India’s GST system has four main slabs – 0%, 5%, 12%, 18% and 28%. Some items also attract a special rate of 3% for essential goods. The government assigns each slab based on the nature of the product, not the size of your business. For example, basic food grains sit at 0%, while restaurant meals are usually 5%, and most services land at 18%.
How to figure out which slab applies to you
The first step is to check the GST rate schedule on the official portal or the latest finance ministry notification. Look up your product code (HSN) – every item has a six‑digit code that tells the tax engine which slab to pick. If you sell a mix of items, you’ll need to apply different rates to each line on your invoice.
Startups often overlook the “composition scheme”. If your annual turnover is below ₹1.5 crore, you can opt for a flat 1% (or 6% for services) on your total sales, bypassing the regular slab system. This simplifies filing but locks you into a lower input tax credit, so weigh the pros before you commit.
Impact of the GST slab on cash flow and pricing
Higher slabs mean you collect more tax from customers, but you also get a larger input tax credit on purchases. If your inputs are taxed at a lower slab than your sales, you might end up paying the difference out of pocket. That’s why many founders do a quick margin check: subtract the GST they’ll owe from the selling price, then add the credit they can claim on raw materials.

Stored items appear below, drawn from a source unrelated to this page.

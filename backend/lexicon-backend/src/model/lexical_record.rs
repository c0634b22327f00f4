use api_commands::{ListWordsQuery, WordRecord};

use super::language::{LanguageCode, LanguageSelector};

/// A text attached to a word, like a definition or an example.
///
/// The language is the one the text is written in, which may differ from the language of the word.
#[derive(Debug, Clone, PartialEq, Eq, Hash)]
pub struct Annotation {
    pub language: LanguageCode,
    pub text: String,
}

impl Annotation {
    pub fn new(language: LanguageCode, text: impl Into<String>) -> Self {
        Self {
            language,
            text: text.into(),
        }
    }
}

/// A word together with its four annotation collections.
///
/// A collection is `None` if it was not fetched, and `Some` (possibly empty) if it was.
#[derive(Debug, Clone, PartialEq, Eq)]
pub struct LexicalRecord {
    pub word: String,
    /// Only records fetched for a wildcard lookup carry [`LanguageSelector::Any`].
    pub language: LanguageSelector,
    pub definitions: Option<Vec<Annotation>>,
    pub synonyms: Option<Vec<Annotation>>,
    pub translations: Option<Vec<Annotation>>,
    pub examples: Option<Vec<Annotation>>,
}

impl LexicalRecord {
    /// A record with all four collections fetched and empty.
    pub fn new(word: impl Into<String>, language: impl Into<LanguageSelector>) -> Self {
        Self::with_relations(word, language, RelationSelection::all())
    }

    /// A record where exactly the selected collections are fetched and empty.
    pub fn with_relations(
        word: impl Into<String>,
        language: impl Into<LanguageSelector>,
        relations: RelationSelection,
    ) -> Self {
        let fetched = |selected: bool| selected.then(Vec::new);

        Self {
            word: word.into(),
            language: language.into(),
            definitions: fetched(relations.definitions),
            synonyms: fetched(relations.synonyms),
            translations: fetched(relations.translations),
            examples: fetched(relations.examples),
        }
    }

    pub fn add_definition(&mut self, definition: Annotation) {
        self.definitions.get_or_insert_with(Vec::new).push(definition);
    }

    pub fn add_synonym(&mut self, synonym: Annotation) {
        self.synonyms.get_or_insert_with(Vec::new).push(synonym);
    }

    pub fn add_translation(&mut self, translation: Annotation) {
        self.translations.get_or_insert_with(Vec::new).push(translation);
    }

    pub fn add_example(&mut self, example: Annotation) {
        self.examples.get_or_insert_with(Vec::new).push(example);
    }

    /// True if the record carries no definitions, which means that no translation is known.
    pub fn has_no_definitions(&self) -> bool {
        self.definitions
            .as_ref()
            .map_or(true, |definitions| definitions.is_empty())
    }
}

impl From<LexicalRecord> for WordRecord {
    fn from(record: LexicalRecord) -> Self {
        let texts = |annotations: Option<Vec<Annotation>>| {
            annotations.map(|annotations| {
                annotations
                    .into_iter()
                    .map(|annotation| annotation.text)
                    .collect()
            })
        };

        Self {
            word: record.word,
            language: record.language.to_string(),
            definitions: texts(record.definitions),
            synonyms: texts(record.synonyms),
            translations: texts(record.translations),
            examples: texts(record.examples),
        }
    }
}

/// The annotation collections to load when listing words.
#[derive(Debug, Clone, Copy, Default, PartialEq, Eq)]
pub struct RelationSelection {
    pub definitions: bool,
    pub synonyms: bool,
    pub translations: bool,
    pub examples: bool,
}

impl RelationSelection {
    pub fn all() -> Self {
        Self {
            definitions: true,
            synonyms: true,
            translations: true,
            examples: true,
        }
    }

    pub fn none() -> Self {
        Self::default()
    }
}

impl From<&ListWordsQuery> for RelationSelection {
    fn from(query: &ListWordsQuery) -> Self {
        Self {
            definitions: query.include_definitions,
            synonyms: query.include_synonyms,
            translations: query.include_translations,
            examples: query.include_examples,
        }
    }
}

#[cfg(test)]
mod tests {
    use api_commands::WordRecord;

    use super::{Annotation, LexicalRecord, RelationSelection};
    use crate::model::{LanguageCode, LanguageSelector};

    fn language(code: &str) -> LanguageCode {
        LanguageCode::new(code).unwrap()
    }

    #[test]
    fn test_map_record_to_wire() {
        let mut record = LexicalRecord::new("apple", language("en"));
        record.add_definition(Annotation::new(language("es"), "manzana"));
        record.add_example(Annotation::new(language("es"), "una manzana roja"));

        let wire = WordRecord::from(record);
        assert_eq!(wire.word, "apple");
        assert_eq!(wire.language, "en");
        assert_eq!(wire.definitions, Some(vec!["manzana".to_owned()]));
        assert_eq!(wire.synonyms, Some(Vec::new()));
        assert_eq!(wire.examples, Some(vec!["una manzana roja".to_owned()]));
    }

    #[test]
    fn test_unfetched_relations_stay_absent() {
        let record = LexicalRecord::with_relations(
            "apple",
            language("en"),
            RelationSelection {
                synonyms: true,
                ..RelationSelection::none()
            },
        );

        let wire = WordRecord::from(record);
        assert_eq!(wire.definitions, None);
        assert_eq!(wire.synonyms, Some(Vec::new()));
        assert_eq!(wire.translations, None);
        assert_eq!(wire.examples, None);
    }

    #[test]
    fn test_wildcard_language_is_written_as_auto() {
        let record = LexicalRecord::new("apple", LanguageSelector::Any);
        assert_eq!(WordRecord::from(record).language, "auto");
    }

    #[test]
    fn test_has_no_definitions() {
        let mut record =
            LexicalRecord::with_relations("apple", language("en"), RelationSelection::none());
        assert!(record.has_no_definitions());
        record.add_definition(Annotation::new(language("es"), "manzana"));
        assert!(!record.has_no_definitions());
    }
}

Let’s say you sell handmade bags at a 12% slab and buy fabric at 5%. You’ll owe 12% on sales, but you can claim back the 5% you paid on fabric. The net GST you remit is effectively 7% of the sale value. Understanding this math helps you set realistic prices without hurting profit.
Don’t forget state‑specific nuances. Some states offer additional cess or reduced rates for locally produced goods. For startups in AP, the state government occasionally rolls out incentives for tech‑linked services, lowering the effective slab temporarily. Keep an eye on announcements – they can shave a few percentage points off your tax bill.
Finally, stay on top of filing deadlines. Missing a GST return can attract hefty penalties, and the tax authority may audit your slab classification. Use simple accounting software that automatically pulls the correct HSN code and applies the right rate. It takes minutes daily, but it prevents headaches later.
In a nutshell, the GST slab is just a tax rate tied to what you sell. Identify your product’s HSN, match it to the current slab, consider the composition scheme if you qualify, and run the numbers to see how it affects your cash flow. With the right slab knowledge, you can price smarter, claim the right credits, and keep your startup’s finances on the right track.